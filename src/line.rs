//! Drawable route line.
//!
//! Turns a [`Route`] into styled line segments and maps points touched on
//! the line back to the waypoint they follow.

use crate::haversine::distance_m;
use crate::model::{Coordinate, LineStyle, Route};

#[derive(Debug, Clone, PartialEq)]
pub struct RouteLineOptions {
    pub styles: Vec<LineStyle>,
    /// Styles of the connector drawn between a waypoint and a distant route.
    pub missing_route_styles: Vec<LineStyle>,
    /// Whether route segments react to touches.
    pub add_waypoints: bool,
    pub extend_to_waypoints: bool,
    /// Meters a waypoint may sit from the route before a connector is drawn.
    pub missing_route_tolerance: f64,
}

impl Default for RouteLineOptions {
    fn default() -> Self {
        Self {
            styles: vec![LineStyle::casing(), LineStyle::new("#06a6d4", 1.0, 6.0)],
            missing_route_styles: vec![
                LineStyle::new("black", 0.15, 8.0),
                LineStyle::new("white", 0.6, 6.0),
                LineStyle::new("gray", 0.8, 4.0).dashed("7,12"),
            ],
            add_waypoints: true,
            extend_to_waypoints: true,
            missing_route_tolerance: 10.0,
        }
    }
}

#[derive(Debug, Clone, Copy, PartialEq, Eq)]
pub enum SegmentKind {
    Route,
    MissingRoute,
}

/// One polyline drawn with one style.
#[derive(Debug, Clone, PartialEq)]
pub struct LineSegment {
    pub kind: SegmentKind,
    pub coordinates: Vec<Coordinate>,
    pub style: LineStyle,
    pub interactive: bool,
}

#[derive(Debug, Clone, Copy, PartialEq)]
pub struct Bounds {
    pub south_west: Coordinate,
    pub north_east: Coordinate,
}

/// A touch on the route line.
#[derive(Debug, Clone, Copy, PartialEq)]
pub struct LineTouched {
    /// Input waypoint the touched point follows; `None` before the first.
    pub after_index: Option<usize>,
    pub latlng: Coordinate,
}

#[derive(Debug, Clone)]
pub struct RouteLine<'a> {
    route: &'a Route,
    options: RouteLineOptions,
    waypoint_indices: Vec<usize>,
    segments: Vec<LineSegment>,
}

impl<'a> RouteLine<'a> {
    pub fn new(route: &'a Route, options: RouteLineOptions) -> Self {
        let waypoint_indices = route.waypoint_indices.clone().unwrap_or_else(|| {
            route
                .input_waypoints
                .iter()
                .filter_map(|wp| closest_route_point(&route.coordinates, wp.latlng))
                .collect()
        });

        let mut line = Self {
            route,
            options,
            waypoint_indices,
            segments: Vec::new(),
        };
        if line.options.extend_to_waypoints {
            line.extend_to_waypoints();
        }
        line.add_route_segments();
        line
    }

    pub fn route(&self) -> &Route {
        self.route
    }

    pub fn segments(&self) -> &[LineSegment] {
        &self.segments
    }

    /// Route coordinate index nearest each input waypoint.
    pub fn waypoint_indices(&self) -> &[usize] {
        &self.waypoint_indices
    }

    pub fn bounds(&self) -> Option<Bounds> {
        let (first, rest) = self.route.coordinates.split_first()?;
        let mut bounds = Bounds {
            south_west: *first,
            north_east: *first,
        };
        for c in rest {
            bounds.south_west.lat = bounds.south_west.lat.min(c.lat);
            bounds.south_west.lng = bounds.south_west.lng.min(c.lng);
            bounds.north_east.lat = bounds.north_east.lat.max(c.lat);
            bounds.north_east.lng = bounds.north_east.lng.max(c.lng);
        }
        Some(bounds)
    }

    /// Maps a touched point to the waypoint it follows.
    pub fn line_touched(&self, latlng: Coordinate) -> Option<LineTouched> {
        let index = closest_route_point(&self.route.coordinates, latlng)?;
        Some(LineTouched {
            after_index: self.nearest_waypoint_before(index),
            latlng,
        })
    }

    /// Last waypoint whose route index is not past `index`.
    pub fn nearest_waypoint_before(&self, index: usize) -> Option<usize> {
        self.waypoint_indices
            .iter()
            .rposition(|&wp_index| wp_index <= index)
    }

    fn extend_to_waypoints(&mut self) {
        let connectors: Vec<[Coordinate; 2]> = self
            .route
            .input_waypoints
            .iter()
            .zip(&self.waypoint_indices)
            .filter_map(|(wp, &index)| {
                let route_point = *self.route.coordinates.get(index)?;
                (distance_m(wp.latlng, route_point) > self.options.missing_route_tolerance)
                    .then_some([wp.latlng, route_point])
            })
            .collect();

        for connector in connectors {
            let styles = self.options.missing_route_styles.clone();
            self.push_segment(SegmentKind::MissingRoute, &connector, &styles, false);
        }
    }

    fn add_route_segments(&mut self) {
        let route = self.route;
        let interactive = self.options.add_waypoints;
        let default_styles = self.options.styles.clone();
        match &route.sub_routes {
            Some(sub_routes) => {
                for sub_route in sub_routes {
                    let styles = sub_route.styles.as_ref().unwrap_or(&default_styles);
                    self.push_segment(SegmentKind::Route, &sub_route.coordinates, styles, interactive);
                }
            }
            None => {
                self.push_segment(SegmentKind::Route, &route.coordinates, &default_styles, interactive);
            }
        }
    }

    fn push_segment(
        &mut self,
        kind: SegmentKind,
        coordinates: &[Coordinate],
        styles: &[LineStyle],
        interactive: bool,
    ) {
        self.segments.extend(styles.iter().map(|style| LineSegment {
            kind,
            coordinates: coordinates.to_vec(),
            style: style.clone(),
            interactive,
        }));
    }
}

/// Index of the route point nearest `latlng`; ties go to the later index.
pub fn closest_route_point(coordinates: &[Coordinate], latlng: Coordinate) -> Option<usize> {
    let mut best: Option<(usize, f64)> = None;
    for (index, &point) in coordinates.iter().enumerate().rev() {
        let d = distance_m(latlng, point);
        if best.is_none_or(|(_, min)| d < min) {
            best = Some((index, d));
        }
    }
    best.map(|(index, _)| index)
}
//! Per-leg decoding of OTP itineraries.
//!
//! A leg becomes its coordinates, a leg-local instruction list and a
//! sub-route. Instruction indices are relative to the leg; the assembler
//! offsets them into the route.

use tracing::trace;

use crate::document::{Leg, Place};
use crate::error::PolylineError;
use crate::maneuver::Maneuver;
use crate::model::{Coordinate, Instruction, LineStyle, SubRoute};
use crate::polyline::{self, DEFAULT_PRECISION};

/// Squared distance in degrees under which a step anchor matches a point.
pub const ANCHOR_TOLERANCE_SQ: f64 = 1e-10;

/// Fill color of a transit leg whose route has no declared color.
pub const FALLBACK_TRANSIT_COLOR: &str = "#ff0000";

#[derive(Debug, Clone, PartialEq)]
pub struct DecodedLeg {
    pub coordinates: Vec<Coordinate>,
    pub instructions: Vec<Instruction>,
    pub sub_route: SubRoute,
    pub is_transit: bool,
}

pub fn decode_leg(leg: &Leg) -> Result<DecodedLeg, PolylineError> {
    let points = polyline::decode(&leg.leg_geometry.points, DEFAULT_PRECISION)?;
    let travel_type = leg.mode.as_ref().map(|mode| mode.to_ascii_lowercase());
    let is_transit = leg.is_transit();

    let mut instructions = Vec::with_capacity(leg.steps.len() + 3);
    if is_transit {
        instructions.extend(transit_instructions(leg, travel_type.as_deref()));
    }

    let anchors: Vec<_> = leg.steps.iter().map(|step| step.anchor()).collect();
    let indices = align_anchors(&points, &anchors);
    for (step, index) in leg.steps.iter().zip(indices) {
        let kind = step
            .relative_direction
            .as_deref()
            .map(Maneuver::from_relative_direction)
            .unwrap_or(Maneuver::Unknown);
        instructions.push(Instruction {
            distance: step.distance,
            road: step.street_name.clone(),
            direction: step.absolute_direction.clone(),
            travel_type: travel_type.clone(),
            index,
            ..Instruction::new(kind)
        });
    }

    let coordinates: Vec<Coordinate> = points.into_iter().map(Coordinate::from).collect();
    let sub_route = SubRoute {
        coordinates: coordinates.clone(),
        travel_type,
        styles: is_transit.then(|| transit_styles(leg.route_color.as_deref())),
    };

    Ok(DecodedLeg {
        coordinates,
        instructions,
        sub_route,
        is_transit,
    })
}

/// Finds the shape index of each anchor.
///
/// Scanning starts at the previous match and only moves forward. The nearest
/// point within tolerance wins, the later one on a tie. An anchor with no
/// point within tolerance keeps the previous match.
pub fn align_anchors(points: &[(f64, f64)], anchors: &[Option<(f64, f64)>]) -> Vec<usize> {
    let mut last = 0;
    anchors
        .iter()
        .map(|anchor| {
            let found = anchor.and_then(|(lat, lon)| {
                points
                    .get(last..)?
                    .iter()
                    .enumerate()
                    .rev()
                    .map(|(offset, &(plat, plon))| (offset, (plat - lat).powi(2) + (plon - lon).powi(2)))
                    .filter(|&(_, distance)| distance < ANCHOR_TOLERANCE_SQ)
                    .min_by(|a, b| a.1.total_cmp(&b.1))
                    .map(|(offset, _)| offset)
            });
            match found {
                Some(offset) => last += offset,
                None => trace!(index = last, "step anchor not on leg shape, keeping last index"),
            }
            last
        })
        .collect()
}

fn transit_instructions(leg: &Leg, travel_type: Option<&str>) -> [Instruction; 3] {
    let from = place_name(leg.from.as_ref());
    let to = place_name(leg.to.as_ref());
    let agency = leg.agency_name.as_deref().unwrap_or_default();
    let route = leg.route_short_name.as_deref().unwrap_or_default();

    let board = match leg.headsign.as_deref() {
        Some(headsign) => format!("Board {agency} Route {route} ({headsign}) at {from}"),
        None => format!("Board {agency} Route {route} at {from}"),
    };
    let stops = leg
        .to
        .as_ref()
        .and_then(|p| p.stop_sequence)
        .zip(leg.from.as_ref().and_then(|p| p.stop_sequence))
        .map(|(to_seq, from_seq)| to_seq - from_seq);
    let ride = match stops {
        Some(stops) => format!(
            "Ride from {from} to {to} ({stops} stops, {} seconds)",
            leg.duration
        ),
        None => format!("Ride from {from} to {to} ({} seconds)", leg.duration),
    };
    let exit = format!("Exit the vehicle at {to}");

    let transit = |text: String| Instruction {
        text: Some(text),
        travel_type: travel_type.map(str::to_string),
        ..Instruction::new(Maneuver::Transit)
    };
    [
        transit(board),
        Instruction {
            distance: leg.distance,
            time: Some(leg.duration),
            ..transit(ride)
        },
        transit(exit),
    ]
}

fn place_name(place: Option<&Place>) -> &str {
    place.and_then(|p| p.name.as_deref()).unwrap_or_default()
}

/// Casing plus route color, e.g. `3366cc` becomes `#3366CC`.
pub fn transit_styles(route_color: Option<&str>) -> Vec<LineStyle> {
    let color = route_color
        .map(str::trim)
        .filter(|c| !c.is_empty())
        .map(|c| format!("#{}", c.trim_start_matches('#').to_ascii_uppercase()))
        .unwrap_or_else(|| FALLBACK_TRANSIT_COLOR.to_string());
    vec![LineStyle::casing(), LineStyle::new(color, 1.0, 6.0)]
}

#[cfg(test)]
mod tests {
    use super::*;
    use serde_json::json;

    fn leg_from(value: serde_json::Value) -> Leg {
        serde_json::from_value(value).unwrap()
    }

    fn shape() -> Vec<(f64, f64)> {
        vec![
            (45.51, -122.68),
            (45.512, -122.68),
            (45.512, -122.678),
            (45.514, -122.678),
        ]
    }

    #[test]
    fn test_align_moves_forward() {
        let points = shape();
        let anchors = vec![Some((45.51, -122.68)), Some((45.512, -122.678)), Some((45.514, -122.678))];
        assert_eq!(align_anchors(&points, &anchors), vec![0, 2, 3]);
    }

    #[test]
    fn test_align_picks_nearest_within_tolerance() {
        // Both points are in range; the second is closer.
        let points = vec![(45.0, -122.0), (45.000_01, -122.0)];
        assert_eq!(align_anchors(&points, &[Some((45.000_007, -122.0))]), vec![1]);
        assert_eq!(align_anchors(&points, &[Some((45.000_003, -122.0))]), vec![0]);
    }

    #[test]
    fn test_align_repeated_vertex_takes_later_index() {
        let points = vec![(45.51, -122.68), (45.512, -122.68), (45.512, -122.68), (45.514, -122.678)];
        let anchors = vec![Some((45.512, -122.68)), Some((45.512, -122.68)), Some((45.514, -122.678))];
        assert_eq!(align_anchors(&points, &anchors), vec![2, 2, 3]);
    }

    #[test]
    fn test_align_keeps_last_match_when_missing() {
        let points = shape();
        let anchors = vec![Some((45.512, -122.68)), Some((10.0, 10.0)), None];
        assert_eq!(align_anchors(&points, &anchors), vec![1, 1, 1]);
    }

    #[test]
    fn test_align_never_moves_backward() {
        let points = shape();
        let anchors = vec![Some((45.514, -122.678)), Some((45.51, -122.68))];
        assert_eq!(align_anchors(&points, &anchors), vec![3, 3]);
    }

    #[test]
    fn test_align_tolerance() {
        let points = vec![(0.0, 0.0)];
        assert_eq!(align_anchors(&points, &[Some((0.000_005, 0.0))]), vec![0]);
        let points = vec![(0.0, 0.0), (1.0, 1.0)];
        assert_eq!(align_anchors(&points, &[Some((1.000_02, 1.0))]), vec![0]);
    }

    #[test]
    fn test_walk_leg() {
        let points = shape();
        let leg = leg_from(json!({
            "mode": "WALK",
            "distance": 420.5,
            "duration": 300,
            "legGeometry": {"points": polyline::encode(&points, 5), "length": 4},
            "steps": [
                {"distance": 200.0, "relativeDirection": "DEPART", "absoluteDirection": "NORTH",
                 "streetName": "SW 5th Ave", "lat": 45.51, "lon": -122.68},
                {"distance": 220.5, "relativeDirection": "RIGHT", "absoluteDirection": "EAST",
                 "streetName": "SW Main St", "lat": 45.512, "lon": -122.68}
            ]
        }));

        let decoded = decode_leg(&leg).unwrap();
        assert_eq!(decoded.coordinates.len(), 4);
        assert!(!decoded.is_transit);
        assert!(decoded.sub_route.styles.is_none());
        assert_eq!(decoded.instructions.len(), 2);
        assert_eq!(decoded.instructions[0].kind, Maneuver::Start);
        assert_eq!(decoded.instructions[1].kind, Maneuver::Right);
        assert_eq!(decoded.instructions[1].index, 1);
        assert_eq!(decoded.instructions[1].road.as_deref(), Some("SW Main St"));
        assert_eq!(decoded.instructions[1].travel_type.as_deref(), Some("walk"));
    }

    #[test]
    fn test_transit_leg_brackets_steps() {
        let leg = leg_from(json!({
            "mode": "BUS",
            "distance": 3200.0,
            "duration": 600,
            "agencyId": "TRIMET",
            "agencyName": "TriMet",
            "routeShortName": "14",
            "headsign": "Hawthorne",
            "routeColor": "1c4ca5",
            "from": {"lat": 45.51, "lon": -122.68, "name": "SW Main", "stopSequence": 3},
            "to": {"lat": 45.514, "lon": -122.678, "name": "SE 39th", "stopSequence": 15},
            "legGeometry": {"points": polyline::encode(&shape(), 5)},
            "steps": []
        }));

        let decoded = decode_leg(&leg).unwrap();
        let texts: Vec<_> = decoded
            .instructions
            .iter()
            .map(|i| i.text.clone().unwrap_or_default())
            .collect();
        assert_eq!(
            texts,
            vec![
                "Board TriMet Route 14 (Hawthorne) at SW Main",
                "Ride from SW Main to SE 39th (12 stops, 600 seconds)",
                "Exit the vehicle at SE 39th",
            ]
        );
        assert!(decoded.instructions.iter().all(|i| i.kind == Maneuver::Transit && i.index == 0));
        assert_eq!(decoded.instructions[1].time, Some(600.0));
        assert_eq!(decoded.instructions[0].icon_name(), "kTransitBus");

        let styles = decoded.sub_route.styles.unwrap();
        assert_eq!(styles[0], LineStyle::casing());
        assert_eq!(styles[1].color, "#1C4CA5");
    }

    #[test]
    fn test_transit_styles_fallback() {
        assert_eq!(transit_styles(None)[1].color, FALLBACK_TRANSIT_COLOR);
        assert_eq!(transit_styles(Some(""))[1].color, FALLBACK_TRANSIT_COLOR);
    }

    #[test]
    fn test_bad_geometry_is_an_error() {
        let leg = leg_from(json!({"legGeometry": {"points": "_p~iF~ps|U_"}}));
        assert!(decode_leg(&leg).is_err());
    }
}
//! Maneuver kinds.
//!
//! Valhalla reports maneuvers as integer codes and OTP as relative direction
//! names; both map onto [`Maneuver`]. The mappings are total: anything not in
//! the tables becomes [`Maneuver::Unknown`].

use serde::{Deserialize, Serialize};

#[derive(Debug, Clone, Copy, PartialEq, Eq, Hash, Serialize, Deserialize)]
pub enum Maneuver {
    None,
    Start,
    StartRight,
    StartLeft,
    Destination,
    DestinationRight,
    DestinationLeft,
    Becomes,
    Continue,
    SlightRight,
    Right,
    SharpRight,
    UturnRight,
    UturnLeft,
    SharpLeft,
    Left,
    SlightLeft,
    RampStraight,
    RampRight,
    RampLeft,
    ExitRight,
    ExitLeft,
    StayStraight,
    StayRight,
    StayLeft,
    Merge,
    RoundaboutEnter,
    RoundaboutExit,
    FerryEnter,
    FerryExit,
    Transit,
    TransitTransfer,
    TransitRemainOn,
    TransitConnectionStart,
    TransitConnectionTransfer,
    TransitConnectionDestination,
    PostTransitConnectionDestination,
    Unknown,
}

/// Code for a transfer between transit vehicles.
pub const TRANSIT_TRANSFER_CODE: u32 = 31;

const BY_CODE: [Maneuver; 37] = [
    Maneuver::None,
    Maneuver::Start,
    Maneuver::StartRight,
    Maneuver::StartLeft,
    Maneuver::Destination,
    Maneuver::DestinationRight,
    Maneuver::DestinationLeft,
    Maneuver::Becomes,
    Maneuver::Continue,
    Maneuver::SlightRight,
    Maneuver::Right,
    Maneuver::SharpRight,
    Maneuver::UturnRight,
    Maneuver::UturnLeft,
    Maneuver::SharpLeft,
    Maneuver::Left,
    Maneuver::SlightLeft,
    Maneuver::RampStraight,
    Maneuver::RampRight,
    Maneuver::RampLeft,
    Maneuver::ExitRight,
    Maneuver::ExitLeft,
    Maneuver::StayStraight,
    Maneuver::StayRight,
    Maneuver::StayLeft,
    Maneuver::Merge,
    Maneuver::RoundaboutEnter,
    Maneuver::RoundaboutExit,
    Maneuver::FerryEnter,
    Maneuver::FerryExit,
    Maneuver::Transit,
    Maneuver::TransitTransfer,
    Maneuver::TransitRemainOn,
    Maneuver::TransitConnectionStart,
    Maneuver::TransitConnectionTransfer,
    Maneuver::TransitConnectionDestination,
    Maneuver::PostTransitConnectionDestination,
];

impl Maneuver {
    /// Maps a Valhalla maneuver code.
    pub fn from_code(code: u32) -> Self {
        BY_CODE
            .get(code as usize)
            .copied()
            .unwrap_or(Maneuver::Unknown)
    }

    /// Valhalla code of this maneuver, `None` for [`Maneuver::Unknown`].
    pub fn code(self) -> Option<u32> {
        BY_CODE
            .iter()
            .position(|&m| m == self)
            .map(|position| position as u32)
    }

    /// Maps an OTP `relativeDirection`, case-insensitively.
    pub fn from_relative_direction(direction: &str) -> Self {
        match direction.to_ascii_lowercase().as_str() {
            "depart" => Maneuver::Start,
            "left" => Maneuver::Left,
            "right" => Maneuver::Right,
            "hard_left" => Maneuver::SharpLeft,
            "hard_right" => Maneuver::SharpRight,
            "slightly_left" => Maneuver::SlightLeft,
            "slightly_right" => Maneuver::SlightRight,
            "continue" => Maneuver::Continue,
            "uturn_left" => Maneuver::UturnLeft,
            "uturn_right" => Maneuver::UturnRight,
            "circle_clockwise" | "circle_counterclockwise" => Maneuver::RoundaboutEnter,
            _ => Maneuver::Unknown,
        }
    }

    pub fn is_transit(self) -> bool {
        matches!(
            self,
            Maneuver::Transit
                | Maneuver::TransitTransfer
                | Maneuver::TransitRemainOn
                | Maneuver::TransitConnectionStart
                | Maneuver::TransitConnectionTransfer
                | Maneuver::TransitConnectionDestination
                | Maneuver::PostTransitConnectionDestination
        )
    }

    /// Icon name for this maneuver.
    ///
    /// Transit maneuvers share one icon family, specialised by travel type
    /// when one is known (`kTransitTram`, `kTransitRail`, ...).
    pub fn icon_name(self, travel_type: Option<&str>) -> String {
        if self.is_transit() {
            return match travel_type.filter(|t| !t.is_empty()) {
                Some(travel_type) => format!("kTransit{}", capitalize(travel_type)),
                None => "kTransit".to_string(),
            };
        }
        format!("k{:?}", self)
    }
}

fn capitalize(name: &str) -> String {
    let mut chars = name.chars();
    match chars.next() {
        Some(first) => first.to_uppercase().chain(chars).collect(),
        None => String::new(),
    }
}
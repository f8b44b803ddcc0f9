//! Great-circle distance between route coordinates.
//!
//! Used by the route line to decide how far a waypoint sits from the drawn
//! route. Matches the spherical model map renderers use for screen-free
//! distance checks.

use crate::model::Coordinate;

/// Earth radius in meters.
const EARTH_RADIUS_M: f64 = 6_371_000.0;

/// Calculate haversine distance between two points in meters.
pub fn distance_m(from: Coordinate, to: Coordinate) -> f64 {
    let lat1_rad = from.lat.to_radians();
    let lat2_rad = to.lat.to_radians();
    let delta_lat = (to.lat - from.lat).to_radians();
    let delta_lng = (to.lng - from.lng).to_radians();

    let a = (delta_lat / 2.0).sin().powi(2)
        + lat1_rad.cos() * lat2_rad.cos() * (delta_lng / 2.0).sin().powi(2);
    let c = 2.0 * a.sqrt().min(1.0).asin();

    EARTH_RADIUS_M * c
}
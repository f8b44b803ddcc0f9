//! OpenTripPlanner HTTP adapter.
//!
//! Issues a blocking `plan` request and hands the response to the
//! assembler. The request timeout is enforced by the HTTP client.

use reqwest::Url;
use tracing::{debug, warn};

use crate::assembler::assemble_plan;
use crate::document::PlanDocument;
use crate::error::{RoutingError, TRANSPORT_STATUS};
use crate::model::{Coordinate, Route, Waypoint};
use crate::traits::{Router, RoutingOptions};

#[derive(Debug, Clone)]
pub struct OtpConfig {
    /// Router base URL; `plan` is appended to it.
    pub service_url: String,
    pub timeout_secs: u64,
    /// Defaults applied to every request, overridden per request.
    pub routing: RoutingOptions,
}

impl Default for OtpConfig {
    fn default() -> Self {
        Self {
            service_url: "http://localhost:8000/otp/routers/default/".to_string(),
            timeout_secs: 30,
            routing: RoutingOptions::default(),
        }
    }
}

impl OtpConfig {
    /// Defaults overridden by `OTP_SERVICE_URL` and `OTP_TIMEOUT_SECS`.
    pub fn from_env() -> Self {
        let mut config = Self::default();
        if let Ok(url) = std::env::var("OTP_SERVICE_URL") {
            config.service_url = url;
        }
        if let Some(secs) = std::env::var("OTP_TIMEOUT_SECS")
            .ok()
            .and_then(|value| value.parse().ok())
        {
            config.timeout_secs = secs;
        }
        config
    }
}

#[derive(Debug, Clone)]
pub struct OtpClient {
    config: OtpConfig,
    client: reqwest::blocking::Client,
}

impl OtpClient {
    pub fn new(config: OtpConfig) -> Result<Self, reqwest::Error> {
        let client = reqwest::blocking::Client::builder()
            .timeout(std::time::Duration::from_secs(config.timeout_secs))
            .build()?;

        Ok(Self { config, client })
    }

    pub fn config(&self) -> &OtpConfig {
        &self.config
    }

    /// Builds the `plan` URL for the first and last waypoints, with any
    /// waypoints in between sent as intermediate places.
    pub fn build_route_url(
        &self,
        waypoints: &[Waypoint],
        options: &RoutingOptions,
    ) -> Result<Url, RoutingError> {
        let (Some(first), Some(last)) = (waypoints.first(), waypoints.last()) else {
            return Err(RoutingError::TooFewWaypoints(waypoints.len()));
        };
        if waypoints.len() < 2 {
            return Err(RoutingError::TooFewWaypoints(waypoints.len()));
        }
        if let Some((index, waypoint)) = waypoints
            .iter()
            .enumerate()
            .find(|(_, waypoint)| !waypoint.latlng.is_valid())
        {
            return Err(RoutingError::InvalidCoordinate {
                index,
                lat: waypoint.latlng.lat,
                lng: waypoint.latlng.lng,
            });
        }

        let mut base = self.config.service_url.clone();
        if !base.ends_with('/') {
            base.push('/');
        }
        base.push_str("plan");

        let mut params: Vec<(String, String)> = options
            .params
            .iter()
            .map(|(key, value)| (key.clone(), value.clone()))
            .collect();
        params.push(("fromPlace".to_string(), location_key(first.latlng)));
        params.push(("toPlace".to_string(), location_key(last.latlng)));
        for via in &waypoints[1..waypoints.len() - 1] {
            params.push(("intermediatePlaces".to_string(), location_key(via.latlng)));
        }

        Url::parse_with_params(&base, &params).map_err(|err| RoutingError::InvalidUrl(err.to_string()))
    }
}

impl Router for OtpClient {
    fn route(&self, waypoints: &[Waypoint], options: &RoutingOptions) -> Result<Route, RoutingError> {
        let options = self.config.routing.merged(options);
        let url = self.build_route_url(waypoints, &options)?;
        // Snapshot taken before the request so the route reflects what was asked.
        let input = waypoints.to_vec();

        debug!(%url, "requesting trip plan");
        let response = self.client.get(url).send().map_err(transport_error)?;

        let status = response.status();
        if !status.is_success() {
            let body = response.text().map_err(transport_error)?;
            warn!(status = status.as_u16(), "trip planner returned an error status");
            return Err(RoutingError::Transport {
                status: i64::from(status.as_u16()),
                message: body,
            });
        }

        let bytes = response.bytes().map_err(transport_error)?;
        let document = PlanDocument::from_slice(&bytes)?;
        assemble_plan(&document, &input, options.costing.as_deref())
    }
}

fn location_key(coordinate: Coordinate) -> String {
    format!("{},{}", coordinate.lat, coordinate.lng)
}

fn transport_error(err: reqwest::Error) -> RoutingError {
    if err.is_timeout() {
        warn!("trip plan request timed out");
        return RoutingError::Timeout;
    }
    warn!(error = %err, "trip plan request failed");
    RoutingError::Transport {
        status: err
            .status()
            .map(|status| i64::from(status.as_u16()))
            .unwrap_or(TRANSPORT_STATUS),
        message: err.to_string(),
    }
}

════════

▶ **Work request**
Go through the material above and output exactly the lines from the one containing "-122.68), (45.514, -122.678)];" through the one containing "-122.68)), Some((45.514, -122.678))];".

▶ **Response**
        let points = vec![(45.51, -122.68), (45.512, -122.68), (45.512, -122.68), (45.514, -122.678)];
        let anchors = vec![Some((45.512, -122.68)), Some((45.512, -122.68)), Some((45.514, -122.678))];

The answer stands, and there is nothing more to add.